The family of an unarmed woman in crisis who was shot and killed by a Redmond officer after calling police for help has asked the nascent state Office of Independent Investigations to review the case after King County prosecutors, while saying it was a “close call,” declined to file charges.
Andrea Churna, the 39-year-old mother of a young son, emerged from her apartment unarmed the night of Sept. 20, 2020, leaving a gun inside and lying on the floor in an attempt to surrender to officers.

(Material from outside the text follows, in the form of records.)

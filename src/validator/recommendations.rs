//! Advisory next steps derived from a finished result

use crate::models::{Category, TrendDirection, TrinityValidationResult, ValidationMode};

/// Layer scores below this get a dedicated recommendation
const WEAK_LAYER_SCORE: u32 = 70;

fn count_matching(result: &TrinityValidationResult, category: Category, needle: &str) -> usize {
    result
        .issues_in(category)
        .filter(|issue| issue.message.contains(needle))
        .count()
}

/// Human-readable suggestions, most important first
pub fn recommendations_for(result: &TrinityValidationResult) -> Vec<String> {
    let mut recs = Vec::new();
    let layers = &result.layers;
    let sync = &result.synchronization;

    if result.metadata.mode == ValidationMode::PreCommit && result.metadata.changed_files == Some(0) {
        recs.push("No staged changes to validate; stage files with `git add` first".to_string());
        return recs;
    }

    if let Some(run) = &result.metadata.test_run {
        if run.timed_out {
            recs.push(
                "Test suite timed out; raise validation.test_timeout_secs or speed up slow tests"
                    .to_string(),
            );
        } else if run.failed > 0 {
            recs.push(format!("Fix {} failing test(s) before pushing", run.failed));
        }
    }

    if layers.test.evaluated && layers.test.files.is_empty() && result.metadata.test_run.is_none() {
        recs.push("Add tests: no test files were found".to_string());
    } else if layers.test.evaluated && layers.test.score < WEAK_LAYER_SCORE {
        recs.push(format!(
            "Improve test coverage (test score {})",
            layers.test.score
        ));
    }

    match sync.missing_tests.len() {
        0 => {}
        1 => recs.push(format!("Add a test for {}", sync.missing_tests[0])),
        n => recs.push(format!(
            "Add tests for {} untested files, starting with {}",
            n, sync.missing_tests[0]
        )),
    }
    if !sync.orphaned_tests.is_empty() {
        recs.push(format!(
            "Remove or update {} test(s) whose implementation no longer exists",
            sync.orphaned_tests.len()
        ));
    }
    if !sync.missing_docs.is_empty() {
        recs.push(format!(
            "Document {} file(s) missing API documentation",
            sync.missing_docs.len()
        ));
    }

    let unresolved = count_matching(result, Category::Implementation, "Cannot resolve import")
        + count_matching(result, Category::Test, "Cannot resolve import");
    if unresolved > 0 {
        recs.push(format!(
            "Fix {} unresolved import(s) or install missing packages",
            unresolved
        ));
    }
    let unused = count_matching(result, Category::Implementation, "possibly unused");
    if unused > 0 {
        recs.push(format!("Remove {} unused import(s)", unused));
    }

    let missing_docs = count_matching(result, Category::Documentation, "Required documentation missing");
    if missing_docs > 0 {
        recs.push("Add the required documentation files (e.g. README.md)".to_string());
    }
    let broken_links = count_matching(result, Category::Documentation, "Broken link");
    if broken_links > 0 {
        recs.push(format!("Fix {} broken documentation link(s)", broken_links));
    }

    if result
        .errors
        .iter()
        .any(|e| e.message.starts_with("Configuration error"))
    {
        recs.push("Fix trinity.toml; defaults were used for this run".to_string());
    }

    if let Some(trend) = &result.metadata.trend {
        if trend.direction == TrendDirection::Declining {
            recs.push(format!(
                "Score dropped {} point(s) since the last run ({} -> {})",
                -trend.delta,
                trend.previous,
                result.overall()
            ));
        }
    }

    if recs.is_empty() && result.valid {
        recs.push("All checks passed".to_string());
    }
    recs
}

She lay there for nearly four minutes, waiting to be taken into custody, when a young officer armed with a high-powered, semi-automatic rifle shot her six times from about 17 feet away.
That officer, Daniel Mendoza, was just 18 months out of the academy and had been fired for poor performance by another agency, the Whatcom County Sheriff’s Office. He declined to cooperate with a King County Sheriff’s Office investigation into the shooting, refusing to be interviewed or to provide a statement about why he shot Churna. Several of his colleagues followed suit.
The city of Redmond ultimately paid $7.5 million last year to settle a wrongful-death claim from Churna’s family, and a city spokesperson said Thursday that Mendoza no longer works for the Police Department.
In a 39-page decline memorandum issued last week, the King County Prosecuting Attorney’s Office’s Public Integrity Team explained its decision not to charge Mendoza, saying he may have reasonably believed Churna was armed and posed a threat — and that nobody could prove otherwise.
But a consultant hired by the Prosecuting Attorney’s Office said he couldn’t fully parse whether the shooting was “objectively reasonable” and in line with the law and standard police practice without a statement from Mendoza.
“The determination of whether Officer Mendoza’s use of deadly force in these circumstances was … reasonable … and consistent with the generally accepted police practices cannot be made absent a statement from Officer Mendoza,” wrote the consultant, Jeff Noble.
Churna’s family had hired two consultants who questioned the legality and necessity of the shooting.
The agency’s findings prompted Churna’s family to turn to the state Office of Independent Investigations, created last year by the Legislature to independently investigate police-involved deaths and use of deadly force statewide. Spokesperson Hector Castro said the new office’s civilian investigators can reinvestigate — and possibly seek criminal charges — if warranted by new evidence.
The office has already received six submissions, including the Churna case. If the agency chooses to investigate any of the incidents, they would mark the first cases reviewed under the first-of-its-kind system nationwide.
On the county level, more than two dozen prosecutors reviewed the case, which was presented twice to senior managers for review for possible criminal charges, said Senior Deputy Prosecuting Attorney Joseph Marchesano of the Public Integrity Team.
“This one comes close,” Marchesano said. “We don’t want anyone to think that we had our heads in the sand over this. It was a tragedy.”
The sheriff’s investigation noted that the officers present that night were sent home without making statements and were not admonished from talking to one another. Most provided written statements six days after the shooting after consulting with a police guild attorney and otherwise declined to be questioned.
Six months later, two other officers who fired their weapons that night provided investigators with virtually unusable written statements that were unsigned and undated, according to records reviewed by The Seattle Times.
However, the prosecutors’ review concluded that — absent Mendoza’s statement — evidence would likely show he acted in good faith and that prosecutors couldn’t prove he knew Churna had left her handgun inside. Mendoza’s colleagues in their written statements reported that Churna, even after she was face-down on the ground, continued to squirm and lift her torso despite officers’ repeated commands that she lie still.
Port Orchard attorney Kim Zak, who represents the family, expressed disappointment in King County’s decision.
“Officer Mendoza was beyond reckless when he decided to shoot and kill Andrea Churna,” she wrote in a letter to the Office of Independent Investigations. “The shooting was not justified. We depend on the prosecutor’s office to make sure this can’t happen again. The King County Prosecutor’s failure to take action and hold Officer Mendoza accountable puts us all at risk.”
Churna’s father, Gig Harbor resident Michael Thomas, a retired Michigan State Police commander, said he was devastated by the shooting and is infuriated that Mendoza isn’t being held accountable.
“This decision is just insult to injury,” Thomas said.